* WORK TO COMPLETE *
For the listing beneath, state how many lines contain the string "AlarmState". Give the number by itself.

⁂

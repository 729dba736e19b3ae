//! Core types and definitions for the breacher combat simulation.
//!
//! This crate defines the vocabulary shared across all other crates:
//! grid types, enums, constants, stat modifiers, weapon and ability
//! catalogs, damage rules, events, snapshots, and the mission contracts.
//! It has no dependency on the engine or any runtime framework.

pub mod abilities;
pub mod combat;
pub mod constants;
pub mod enums;
pub mod events;
pub mod interact;
pub mod mission;
pub mod modifiers;
pub mod state;
pub mod types;
pub mod weapons;
//! Battle phase progression and reinforcement wave release.
//!
//! Runs first in the tick so the rest of the pipeline sees this tick's
//! phase and any newly arrived enemies.

use tracing::info;

use breacher_core::constants::{PRESSURE_DELAY_TICKS, RESOLUTION_ENEMY_THRESHOLD};
use breacher_core::enums::{AlarmState, BattlePhase, Side, Visibility};
use breacher_core::events::CombatEvent;
use breacher_core::mission::EnemySpawn;
use breacher_map::MapState;

use crate::roster::Roster;
use crate::systems::visibility::FogGrid;

/// One scheduled reinforcement wave.
#[derive(Debug, Clone)]
pub struct WaveEntry {
    pub wave: u32,
    /// Phase the wave waits for.
    pub phase: BattlePhase,
    /// Ticks to hold after the phase is first reached.
    pub delay_ticks: u64,
    pub spawns: Vec<EnemySpawn>,
    /// Tick the phase gate opened, once it has.
    pub due_from: Option<u64>,
    pub spawned: bool,
}

/// All scheduled waves, in wave-number order. Wave zero spawns during
/// setup and never appears here.
#[derive(Debug, Clone, Default)]
pub struct WaveSchedule {
    pub waves: Vec<WaveEntry>,
}

impl WaveSchedule {
    pub fn all_spawned(&self) -> bool {
        self.waves.iter().all(|w| w.spawned)
    }

    /// Enemies scheduled but not yet on the map.
    pub fn unspawned(&self) -> impl Iterator<Item = &EnemySpawn> {
        self.waves
            .iter()
            .filter(|w| !w.spawned)
            .flat_map(|w| w.spawns.iter())
    }
}

pub fn run(
    phase: &mut BattlePhase,
    phase_entered: &mut u64,
    schedule: &mut WaveSchedule,
    roster: &mut Roster,
    map: &MapState,
    fog: &FogGrid,
    alarm: AlarmState,
    shot_fired: bool,
    events: &mut Vec<CombatEvent>,
    tick: u64,
) {
    advance_phase(phase, phase_entered, schedule, roster, alarm, shot_fired, events, tick);
    release_waves(phase, schedule, roster, map, fog, events, tick);
}

/// At most one phase step per tick, and never backward.
fn advance_phase(
    phase: &mut BattlePhase,
    phase_entered: &mut u64,
    schedule: &WaveSchedule,
    roster: &Roster,
    alarm: AlarmState,
    shot_fired: bool,
    events: &mut Vec<CombatEvent>,
    tick: u64,
) {
    let next = match *phase {
        BattlePhase::Setup => Some(BattlePhase::Negotiation),
        BattlePhase::Negotiation if alarm == AlarmState::Alerted || shot_fired => {
            Some(BattlePhase::Contact)
        }
        BattlePhase::Contact
            if tick.saturating_sub(*phase_entered) >= PRESSURE_DELAY_TICKS
                || schedule.all_spawned() =>
        {
            Some(BattlePhase::Pressure)
        }
        BattlePhase::Pressure
            if schedule.all_spawned()
                && roster.living_count(Side::Enemy) <= RESOLUTION_ENEMY_THRESHOLD =>
        {
            Some(BattlePhase::Resolution)
        }
        _ => None,
    };
    let next = match next {
        Some(next) => next,
        None => return,
    };
    *phase = next;
    *phase_entered = tick;
    events.push(CombatEvent::PhaseChanged { phase: next });
    info!(?next, tick, "battle phase advanced");
}

/// Spawn every wave whose gate has been open long enough. A wave whose
/// spawn tiles are blocked, occupied, or in crew view holds as a unit
/// and retries next tick.
fn release_waves(
    phase: &BattlePhase,
    schedule: &mut WaveSchedule,
    roster: &mut Roster,
    map: &MapState,
    fog: &FogGrid,
    events: &mut Vec<CombatEvent>,
    tick: u64,
) {
    for entry in schedule.waves.iter_mut() {
        if entry.spawned {
            continue;
        }
        if entry.due_from.is_none() && *phase >= entry.phase {
            entry.due_from = Some(tick);
        }
        let due = match entry.due_from {
            Some(opened) => tick >= opened + entry.delay_ticks,
            None => false,
        };
        if !due {
            continue;
        }
        let placeable = entry.spawns.iter().all(|s| {
            map.is_walkable(s.spawn)
                && !roster.cell_occupied(s.spawn)
                && fog.get(s.spawn) != Visibility::Visible
        });
        if !placeable {
            continue;
        }
        for spawn in &entry.spawns {
            crate::setup::spawn_enemy(roster, spawn);
        }
        entry.spawned = true;
        events.push(CombatEvent::WaveSpawned {
            wave: entry.wave,
            count: entry.spawns.len() as u32,
        });
        info!(wave = entry.wave, count = entry.spawns.len(), tick, "reinforcement wave arrived");
    }
}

⁂

* TASK SOLUTION *
4